Kamis, 25 September 2008

Delapan Sketsa tentang Pluralisme (6)

KUR YANG PADU

Dalam sebuah obrolan, Bambang Bujono menyatakan, kritik seni rupa sekarang dibikin seakan si penulis tak pergi ke pameran, tak melihat karya. Bagi saya, itu sindiran untuk kaum “kritikus” yang terbalik-watak dengan Sanento: kritikus yang memihak “pikiran,” sehingga karya itu sendiri tak penting, kecuali sebagai apa yang diperalat “pikiran.” Hilang sudah kemampuan untuk berdialog dengan, apalagi mencandera, karya. Tak penting lagi bentuk, kecuali sebagai pembungkus “gagasan”. Saya menyebut hal ini sebagai hilangnya seni dalam kritik seni. Atau lebih “sederhana” lagi, tapi lebih mendasar: hilangnya kemampuan menulis kritik.

Pernyataan di atas boleh jadi berlebihan. Namun, serangan terhadap modernisme, telah membuat seniman dan kritikus takut untuk menjadikan kesenian sebagai sekadar hasil kepengrajinan. Jika kau membahas karya seni tanpa mengaitkannya dengan asal-usul, konteks, kekuasaan, paradigma, kau akan dicurigai sebagai modernis, universal, apolitis. Jika kau masuk ke elemen-elemen rupa, kau terkutuk jadi formalis, mungkin cap paling pahit dalam kehidupan “seni kontemporer” sekarang ini. Jika kau membuat kritik seni yang melawan formalisme, kau akan diasingkan sebagai pemisah seni dari kehidupan.

Dan kau tak bisa menilai. Sebab, berdasarkan asas pluralisme, seni hanya terikat kepada lingkup sejarah dan geografinya. Maka tak ada karya seni yang buruk, sebab ia selalu mengandung muatan politik: menilainya sebagai buruk, berarti menghalangi emansipasi. Atau jika kau bersikeras mengaji seni sebagai sesuatu bernilai dalam dirinya sendiri, kau akan tergolong sebagai penganut rezim bebas-nilai, dan ini adalah kedok kaum borjuis, kapitalis, universalis. Kalau kau seniman, bilanglah, seperti Joseph Beuys, bahwa setiap orang adalah seniman, meski hanya namamu, bukan nama mereka, yang akan masuk ke indeks, katalog pameran, dan buku sejarah seni. Seranglah semua lembaga yang melestarikan hirarki seni rupa modern, katakan bahwa mereka mengingkari gender, kulit berwarna, minoritas, sehingga mereka bisa membawakan multilkulturalisme. Hantamlah sejarah seni dunia sebagai perjalanan the great masters, yang mengabaikan ciptaan orang biasa, meski kau mungkin hanya bisa mencipta sedang-sedang belaka, mungkin buruk juga, meski kau bermimpi jadi puncak negerimu, puncak negeri berkembang, puncak Dunia Ketiga, puncak Belahan Selatan, dan seterusnya.

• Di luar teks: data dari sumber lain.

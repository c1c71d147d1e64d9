use crate::cli::OutputFormat;
use colored::Colorize;
use serde_json::Value;
use tabled::builder::Builder;
use tabled::settings::Style;

pub fn print_value(value: &Value, format: OutputFormat) {
    match format {
        OutputFormat::Json => println!("{}", pretty(value)),
        OutputFormat::Table => print_as_table(value),
    }
}

pub fn print_success(msg: &str) {
    println!("{} {}", "✓".green(), msg);
}

pub fn print_error(msg: &str) {
    eprintln!("{} {}", "✗".red(), msg);
}

fn pretty(value: &Value) -> String {
    serde_json::to_string_pretty(value).unwrap_or_else(|_| value.to_string())
}

fn print_as_table(value: &Value) {
    match render_table(value) {
        Some(table) => println!("{table}"),
        None => println!("{}", pretty(value)),
    }
}

/// Rows of a list payload: a bare array, or the `data` array of an envelope.
fn extract_rows(value: &Value) -> Option<&Vec<Value>> {
    match value {
        Value::Array(rows) => Some(rows),
        Value::Object(obj) => obj.get("data")?.as_array(),
        _ => None,
    }
}

/// Renders an array of objects as a table, with one column per key seen.
pub fn render_table(value: &Value) -> Option<String> {
    let rows = extract_rows(value)?;
    if rows.is_empty() {
        return Some("No records found.".to_string());
    }

    let mut columns: Vec<&str> = Vec::new();
    for row in rows {
        for key in row.as_object()?.keys() {
            if !columns.contains(&key.as_str()) {
                columns.push(key);
            }
        }
    }

    let mut builder = Builder::default();
    builder.push_record(columns.iter().copied());
    for row in rows {
        builder.push_record(columns.iter().map(|col| cell(row.get(*col))));
    }

    let mut table = builder.build().with(Style::rounded()).to_string();
    table.push_str(&format!("\nTotal: {}", rows.len()));
    Some(table)
}

fn cell(value: Option<&Value>) -> String {
    match value {
        None | Some(Value::Null) => "-".to_string(),
        Some(Value::String(s)) => s.clone(),
        Some(other) => other.to_string(),
    }
}

#[cfg(test)]
mod tests {
    use super::*;
    use serde_json::json;

    #[test]
    fn test_render_table_from_envelope() {
        let value = json!({"data": [
            {"id": 1, "name": "Acme"},
            {"id": 2, "name": "Globex", "status": "active"}
        ]});
        let table = render_table(&value).unwrap();
        assert!(table.contains("name"));
        assert!(table.contains("status"));
        assert!(table.contains("Globex"));
        assert!(table.ends_with("Total: 2"));
    }

    #[test]
    fn test_render_table_falls_back() {
        assert!(render_table(&json!({"id": 1})).is_none());
        assert!(render_table(&json!([1, 2, 3])).is_none());
        assert_eq!(render_table(&json!([])).unwrap(), "No records found.");
    }
}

Katakan bahwa kebaruan, kejeniusan, keaslian hanyalah tirani masa lalu, supaya permalingan dan epigonisme bisa dianggap sebagai parodi, pastiche, ironi, kolase postmodernis. Kecamlah kapitalisme, maski “makhluk” inilah yang bisa menciptakan pusat-pusat internasional baru yang mengundangmu, memajang karyamu, mendengarkan suaramu. Katakan bahwa pluralisme sudah hidup, meski di negerimu lembaga-lembaga seni rupa tetap mandeg, dan jumlah kritikus setipis hitungan jari, seperti dua dasa warsa yang lalu. Katakan pluralisme dengan lantang, meski pendapatmu sama-sebangun dengan kaum pluralis yang lain, seperti kur yang padu. Maklum, kita hanya punya suara monolitik tentang pluralisme.